[Collected data entries]
---

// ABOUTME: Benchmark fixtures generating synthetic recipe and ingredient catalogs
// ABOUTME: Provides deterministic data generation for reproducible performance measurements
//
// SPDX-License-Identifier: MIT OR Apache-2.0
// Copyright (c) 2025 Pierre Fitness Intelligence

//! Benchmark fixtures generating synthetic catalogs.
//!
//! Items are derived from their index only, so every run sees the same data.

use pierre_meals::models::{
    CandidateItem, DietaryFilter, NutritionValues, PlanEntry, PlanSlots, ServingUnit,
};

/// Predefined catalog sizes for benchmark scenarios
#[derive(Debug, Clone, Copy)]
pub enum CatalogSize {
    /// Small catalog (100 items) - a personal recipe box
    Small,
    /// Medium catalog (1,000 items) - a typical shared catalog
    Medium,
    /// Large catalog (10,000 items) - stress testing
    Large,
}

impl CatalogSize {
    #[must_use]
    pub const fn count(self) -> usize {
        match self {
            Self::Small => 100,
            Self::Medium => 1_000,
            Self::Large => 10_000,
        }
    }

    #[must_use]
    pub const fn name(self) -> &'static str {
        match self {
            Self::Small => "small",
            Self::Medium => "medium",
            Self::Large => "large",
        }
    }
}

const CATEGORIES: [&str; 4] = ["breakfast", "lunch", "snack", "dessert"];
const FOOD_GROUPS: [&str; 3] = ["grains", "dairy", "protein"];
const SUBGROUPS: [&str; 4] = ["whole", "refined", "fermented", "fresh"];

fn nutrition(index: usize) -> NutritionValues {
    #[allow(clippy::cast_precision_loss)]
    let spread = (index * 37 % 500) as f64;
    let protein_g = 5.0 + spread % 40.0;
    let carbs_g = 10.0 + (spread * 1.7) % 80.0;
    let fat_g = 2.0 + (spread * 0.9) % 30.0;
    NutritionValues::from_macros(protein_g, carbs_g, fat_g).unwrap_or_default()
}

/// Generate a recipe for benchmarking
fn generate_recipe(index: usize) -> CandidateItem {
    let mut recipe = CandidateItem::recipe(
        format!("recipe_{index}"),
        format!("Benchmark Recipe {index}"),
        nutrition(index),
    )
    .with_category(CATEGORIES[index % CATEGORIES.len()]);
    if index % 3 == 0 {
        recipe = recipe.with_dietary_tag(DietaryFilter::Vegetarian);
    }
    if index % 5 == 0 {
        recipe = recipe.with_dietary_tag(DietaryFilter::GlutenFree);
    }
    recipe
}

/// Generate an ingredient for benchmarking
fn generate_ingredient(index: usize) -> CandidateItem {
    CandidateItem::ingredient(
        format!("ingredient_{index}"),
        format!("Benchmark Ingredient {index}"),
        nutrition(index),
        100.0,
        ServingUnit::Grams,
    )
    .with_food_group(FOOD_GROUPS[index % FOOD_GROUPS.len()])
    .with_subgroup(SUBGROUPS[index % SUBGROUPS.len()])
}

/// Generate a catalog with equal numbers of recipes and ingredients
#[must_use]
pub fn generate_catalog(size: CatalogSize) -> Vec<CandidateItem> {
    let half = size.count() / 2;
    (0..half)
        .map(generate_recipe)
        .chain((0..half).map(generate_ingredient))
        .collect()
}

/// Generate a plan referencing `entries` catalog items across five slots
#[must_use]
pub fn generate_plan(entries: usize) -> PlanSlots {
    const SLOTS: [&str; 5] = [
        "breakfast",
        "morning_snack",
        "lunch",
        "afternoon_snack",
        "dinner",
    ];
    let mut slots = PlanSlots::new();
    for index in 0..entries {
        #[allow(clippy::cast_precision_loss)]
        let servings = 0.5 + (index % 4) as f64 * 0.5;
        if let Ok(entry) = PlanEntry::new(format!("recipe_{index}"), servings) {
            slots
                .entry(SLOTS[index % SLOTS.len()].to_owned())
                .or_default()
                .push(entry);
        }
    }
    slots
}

---

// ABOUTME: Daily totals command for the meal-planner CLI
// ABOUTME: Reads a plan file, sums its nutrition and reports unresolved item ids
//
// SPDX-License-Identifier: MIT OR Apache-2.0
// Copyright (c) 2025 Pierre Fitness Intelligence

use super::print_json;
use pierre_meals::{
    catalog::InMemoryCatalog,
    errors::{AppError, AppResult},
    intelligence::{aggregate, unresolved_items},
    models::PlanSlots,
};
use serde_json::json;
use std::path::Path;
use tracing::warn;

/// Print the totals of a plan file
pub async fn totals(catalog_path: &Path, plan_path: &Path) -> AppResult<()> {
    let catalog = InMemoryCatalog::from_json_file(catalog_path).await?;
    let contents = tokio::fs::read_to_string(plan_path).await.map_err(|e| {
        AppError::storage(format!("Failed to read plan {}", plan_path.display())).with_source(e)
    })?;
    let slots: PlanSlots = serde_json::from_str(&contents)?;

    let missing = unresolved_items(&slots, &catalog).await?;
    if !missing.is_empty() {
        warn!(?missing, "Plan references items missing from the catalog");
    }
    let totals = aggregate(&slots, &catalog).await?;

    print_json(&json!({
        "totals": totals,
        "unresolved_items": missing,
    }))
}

---

◆ **PROBLEM TO SOLVE**
Go line by line through the data above and report each one that holds the string "missing".

◆ **RESPONSE BOX**
    let missing = unresolved_items(&slots, &catalog).await?;
    if !missing.is_empty() {
        warn!(?missing, "Plan references items missing from the catalog");
        "unresolved_items": missing,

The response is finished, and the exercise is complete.